PROBLEM DESCRIPTION —
Take every line in the entries that includes the word "bytes" and copy it.

· · · · · · ·

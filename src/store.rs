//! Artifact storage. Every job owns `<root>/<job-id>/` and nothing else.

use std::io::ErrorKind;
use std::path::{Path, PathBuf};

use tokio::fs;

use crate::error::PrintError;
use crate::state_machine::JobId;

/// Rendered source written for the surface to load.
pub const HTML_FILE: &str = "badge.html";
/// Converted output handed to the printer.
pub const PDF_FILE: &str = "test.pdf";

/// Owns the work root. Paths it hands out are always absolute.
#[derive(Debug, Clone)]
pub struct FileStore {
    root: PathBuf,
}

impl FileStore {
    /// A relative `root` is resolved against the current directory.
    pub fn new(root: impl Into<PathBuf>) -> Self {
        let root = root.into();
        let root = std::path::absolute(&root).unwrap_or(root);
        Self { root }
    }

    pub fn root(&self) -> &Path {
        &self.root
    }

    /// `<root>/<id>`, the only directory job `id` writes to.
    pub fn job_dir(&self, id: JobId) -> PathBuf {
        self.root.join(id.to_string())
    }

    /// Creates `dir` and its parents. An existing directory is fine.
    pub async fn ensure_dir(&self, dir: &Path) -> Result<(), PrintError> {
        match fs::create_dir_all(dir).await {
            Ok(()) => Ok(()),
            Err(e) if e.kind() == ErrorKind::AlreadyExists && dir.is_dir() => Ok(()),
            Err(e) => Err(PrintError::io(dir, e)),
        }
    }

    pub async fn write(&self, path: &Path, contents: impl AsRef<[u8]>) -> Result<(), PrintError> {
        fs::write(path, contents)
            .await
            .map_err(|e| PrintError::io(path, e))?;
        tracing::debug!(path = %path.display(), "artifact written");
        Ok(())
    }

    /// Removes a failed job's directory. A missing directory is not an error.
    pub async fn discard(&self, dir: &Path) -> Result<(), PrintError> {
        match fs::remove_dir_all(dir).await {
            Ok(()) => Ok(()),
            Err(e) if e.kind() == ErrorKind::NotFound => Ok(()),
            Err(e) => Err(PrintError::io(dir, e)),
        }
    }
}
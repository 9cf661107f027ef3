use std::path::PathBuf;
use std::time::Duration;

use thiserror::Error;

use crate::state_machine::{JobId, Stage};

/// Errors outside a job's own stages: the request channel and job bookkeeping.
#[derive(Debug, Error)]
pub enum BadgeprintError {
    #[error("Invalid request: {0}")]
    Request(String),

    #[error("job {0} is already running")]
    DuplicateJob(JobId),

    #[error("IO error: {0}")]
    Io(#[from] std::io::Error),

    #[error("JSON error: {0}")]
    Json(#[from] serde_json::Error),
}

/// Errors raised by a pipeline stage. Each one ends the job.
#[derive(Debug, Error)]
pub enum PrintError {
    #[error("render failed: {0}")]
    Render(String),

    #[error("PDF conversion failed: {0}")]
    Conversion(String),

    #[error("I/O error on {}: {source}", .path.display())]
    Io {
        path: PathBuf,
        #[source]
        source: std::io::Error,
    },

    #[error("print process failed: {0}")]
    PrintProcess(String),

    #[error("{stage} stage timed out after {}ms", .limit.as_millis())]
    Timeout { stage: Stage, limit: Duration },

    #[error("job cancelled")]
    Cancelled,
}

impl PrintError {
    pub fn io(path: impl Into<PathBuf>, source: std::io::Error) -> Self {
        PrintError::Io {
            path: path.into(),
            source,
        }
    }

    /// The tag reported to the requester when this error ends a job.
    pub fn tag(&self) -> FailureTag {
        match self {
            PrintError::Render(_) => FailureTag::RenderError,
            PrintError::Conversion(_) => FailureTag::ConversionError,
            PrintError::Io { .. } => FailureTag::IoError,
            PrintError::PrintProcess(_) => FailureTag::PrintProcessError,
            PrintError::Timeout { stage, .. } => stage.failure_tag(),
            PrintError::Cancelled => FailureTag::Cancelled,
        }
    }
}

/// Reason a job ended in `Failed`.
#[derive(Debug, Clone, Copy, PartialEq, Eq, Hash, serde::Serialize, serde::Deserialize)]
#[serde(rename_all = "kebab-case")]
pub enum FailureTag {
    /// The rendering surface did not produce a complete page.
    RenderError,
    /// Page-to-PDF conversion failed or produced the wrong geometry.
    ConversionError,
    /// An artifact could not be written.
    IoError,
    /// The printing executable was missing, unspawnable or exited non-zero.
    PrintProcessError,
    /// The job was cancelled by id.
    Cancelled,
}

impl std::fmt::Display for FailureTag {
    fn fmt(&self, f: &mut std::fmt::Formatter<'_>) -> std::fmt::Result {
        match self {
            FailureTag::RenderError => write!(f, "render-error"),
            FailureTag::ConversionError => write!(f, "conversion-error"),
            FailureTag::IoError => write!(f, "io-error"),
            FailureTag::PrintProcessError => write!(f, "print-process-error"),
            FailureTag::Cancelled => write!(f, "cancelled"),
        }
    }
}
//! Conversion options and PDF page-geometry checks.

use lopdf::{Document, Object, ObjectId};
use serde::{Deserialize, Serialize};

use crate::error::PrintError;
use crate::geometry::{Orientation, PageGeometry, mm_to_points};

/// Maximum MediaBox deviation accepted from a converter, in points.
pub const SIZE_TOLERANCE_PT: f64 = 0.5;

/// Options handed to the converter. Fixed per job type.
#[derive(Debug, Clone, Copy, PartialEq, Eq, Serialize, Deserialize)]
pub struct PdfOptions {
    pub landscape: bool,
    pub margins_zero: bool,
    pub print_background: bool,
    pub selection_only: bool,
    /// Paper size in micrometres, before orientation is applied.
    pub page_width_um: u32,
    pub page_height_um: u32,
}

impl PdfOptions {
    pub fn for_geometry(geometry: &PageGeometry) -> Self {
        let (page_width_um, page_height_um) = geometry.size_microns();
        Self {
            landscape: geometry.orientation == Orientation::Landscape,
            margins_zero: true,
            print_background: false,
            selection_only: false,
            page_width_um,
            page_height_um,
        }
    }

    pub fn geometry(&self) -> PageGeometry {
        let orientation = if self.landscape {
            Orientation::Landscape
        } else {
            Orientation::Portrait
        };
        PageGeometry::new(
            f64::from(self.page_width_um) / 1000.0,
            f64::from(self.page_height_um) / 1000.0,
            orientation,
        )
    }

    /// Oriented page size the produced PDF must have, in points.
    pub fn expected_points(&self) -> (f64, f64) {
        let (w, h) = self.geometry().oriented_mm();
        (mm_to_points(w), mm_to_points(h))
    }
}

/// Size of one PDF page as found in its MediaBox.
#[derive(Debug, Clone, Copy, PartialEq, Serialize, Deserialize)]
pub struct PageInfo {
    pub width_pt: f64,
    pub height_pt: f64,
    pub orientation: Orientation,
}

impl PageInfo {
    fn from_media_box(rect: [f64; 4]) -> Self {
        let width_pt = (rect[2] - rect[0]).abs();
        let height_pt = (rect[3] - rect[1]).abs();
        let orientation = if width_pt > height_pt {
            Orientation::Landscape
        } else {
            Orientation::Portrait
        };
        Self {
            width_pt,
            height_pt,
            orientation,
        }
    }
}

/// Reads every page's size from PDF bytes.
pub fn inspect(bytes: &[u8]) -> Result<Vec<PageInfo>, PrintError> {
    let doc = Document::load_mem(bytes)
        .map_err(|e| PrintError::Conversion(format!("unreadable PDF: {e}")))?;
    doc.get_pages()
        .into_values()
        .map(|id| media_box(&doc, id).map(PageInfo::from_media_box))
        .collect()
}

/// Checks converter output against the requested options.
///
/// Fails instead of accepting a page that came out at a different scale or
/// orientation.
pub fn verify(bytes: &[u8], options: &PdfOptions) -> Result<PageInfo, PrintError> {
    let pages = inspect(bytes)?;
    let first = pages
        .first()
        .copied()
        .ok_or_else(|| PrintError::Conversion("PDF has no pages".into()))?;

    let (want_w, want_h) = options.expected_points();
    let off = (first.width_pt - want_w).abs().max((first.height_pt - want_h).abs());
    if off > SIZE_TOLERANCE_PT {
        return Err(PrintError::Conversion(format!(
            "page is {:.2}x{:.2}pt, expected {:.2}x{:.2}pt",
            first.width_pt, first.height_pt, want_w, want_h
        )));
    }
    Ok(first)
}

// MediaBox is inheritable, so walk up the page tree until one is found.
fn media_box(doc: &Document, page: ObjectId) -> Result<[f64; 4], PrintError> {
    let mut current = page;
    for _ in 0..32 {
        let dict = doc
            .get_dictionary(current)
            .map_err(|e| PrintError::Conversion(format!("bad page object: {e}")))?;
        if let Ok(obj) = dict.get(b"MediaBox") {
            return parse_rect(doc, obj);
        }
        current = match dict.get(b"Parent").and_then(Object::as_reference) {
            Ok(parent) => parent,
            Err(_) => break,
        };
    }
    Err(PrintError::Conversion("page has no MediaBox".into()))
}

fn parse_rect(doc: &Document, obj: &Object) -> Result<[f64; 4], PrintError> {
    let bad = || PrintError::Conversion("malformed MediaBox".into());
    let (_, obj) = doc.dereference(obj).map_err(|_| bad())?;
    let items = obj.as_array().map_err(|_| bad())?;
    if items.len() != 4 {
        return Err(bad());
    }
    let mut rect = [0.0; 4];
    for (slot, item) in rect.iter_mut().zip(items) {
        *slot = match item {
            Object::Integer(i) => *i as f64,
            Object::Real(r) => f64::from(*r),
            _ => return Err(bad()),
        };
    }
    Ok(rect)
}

· · · · · · ·

WRITTEN RESPONSE —
/// Reads every page's size from PDF bytes.
pub fn inspect(bytes: &[u8]) -> Result<Vec<PageInfo>, PrintError> {
    let doc = Document::load_mem(bytes)
pub fn verify(bytes: &[u8], options: &PdfOptions) -> Result<PageInfo, PrintError> {
    let pages = inspect(bytes)?;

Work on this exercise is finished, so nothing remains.